───── DATA FOR THIS EXERCISE

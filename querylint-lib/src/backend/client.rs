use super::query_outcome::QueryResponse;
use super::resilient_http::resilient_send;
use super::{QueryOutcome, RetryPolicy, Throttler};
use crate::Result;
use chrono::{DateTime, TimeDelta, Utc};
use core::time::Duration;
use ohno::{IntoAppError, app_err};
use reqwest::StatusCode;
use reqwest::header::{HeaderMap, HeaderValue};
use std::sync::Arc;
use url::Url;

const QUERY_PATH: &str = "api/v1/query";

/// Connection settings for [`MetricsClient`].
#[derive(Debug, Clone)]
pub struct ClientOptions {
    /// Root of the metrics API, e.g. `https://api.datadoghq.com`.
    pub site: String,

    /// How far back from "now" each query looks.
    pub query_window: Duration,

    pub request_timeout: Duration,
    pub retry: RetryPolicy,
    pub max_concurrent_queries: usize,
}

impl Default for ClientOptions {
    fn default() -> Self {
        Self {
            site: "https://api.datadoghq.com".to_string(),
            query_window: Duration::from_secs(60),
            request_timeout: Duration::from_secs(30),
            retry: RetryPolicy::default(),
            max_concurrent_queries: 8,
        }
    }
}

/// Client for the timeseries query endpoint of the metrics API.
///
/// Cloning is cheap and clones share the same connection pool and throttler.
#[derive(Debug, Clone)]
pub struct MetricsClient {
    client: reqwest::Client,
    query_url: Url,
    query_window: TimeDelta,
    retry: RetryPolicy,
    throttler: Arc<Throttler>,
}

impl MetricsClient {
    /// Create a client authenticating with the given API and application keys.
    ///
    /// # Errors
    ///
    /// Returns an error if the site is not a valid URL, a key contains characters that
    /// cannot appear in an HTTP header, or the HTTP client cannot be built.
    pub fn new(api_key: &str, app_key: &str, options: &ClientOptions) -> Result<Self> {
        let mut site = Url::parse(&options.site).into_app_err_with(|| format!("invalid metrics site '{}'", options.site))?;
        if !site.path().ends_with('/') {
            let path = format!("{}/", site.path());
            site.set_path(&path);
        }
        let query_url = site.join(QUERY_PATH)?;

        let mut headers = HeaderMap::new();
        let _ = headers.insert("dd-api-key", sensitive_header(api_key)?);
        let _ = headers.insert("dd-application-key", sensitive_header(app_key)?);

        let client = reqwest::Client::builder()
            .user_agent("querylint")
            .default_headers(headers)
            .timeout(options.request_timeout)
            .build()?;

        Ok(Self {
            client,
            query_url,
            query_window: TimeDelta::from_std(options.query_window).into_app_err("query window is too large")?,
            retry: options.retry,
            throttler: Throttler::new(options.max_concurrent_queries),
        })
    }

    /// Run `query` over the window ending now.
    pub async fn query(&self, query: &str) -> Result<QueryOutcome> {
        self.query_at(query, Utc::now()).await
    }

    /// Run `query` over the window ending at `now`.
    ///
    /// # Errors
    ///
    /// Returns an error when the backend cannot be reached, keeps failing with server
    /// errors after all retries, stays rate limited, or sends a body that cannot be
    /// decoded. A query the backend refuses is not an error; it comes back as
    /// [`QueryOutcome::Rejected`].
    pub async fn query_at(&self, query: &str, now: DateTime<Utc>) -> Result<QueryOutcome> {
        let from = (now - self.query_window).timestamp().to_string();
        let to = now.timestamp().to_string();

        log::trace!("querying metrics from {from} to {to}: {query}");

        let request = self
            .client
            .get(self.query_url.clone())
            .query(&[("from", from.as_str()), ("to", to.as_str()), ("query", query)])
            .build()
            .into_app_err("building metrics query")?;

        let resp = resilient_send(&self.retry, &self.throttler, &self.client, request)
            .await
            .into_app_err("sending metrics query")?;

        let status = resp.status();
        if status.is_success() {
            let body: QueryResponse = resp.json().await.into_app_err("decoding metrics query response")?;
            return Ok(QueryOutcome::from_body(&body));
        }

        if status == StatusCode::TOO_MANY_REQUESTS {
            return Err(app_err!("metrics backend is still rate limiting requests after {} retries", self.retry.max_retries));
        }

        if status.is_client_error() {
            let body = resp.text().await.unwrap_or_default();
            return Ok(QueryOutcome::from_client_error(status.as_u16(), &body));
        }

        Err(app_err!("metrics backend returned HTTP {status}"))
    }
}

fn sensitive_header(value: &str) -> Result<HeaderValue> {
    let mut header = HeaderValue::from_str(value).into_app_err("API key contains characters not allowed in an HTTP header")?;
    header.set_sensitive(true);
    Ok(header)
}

──────────

Each line of the data in which the string "DateTime" appears needs to be copied.

## EXERCISE ANSWER
use chrono::{DateTime, TimeDelta, Utc};
    pub async fn query_at(&self, query: &str, now: DateTime<Utc>) -> Result<QueryOutcome> {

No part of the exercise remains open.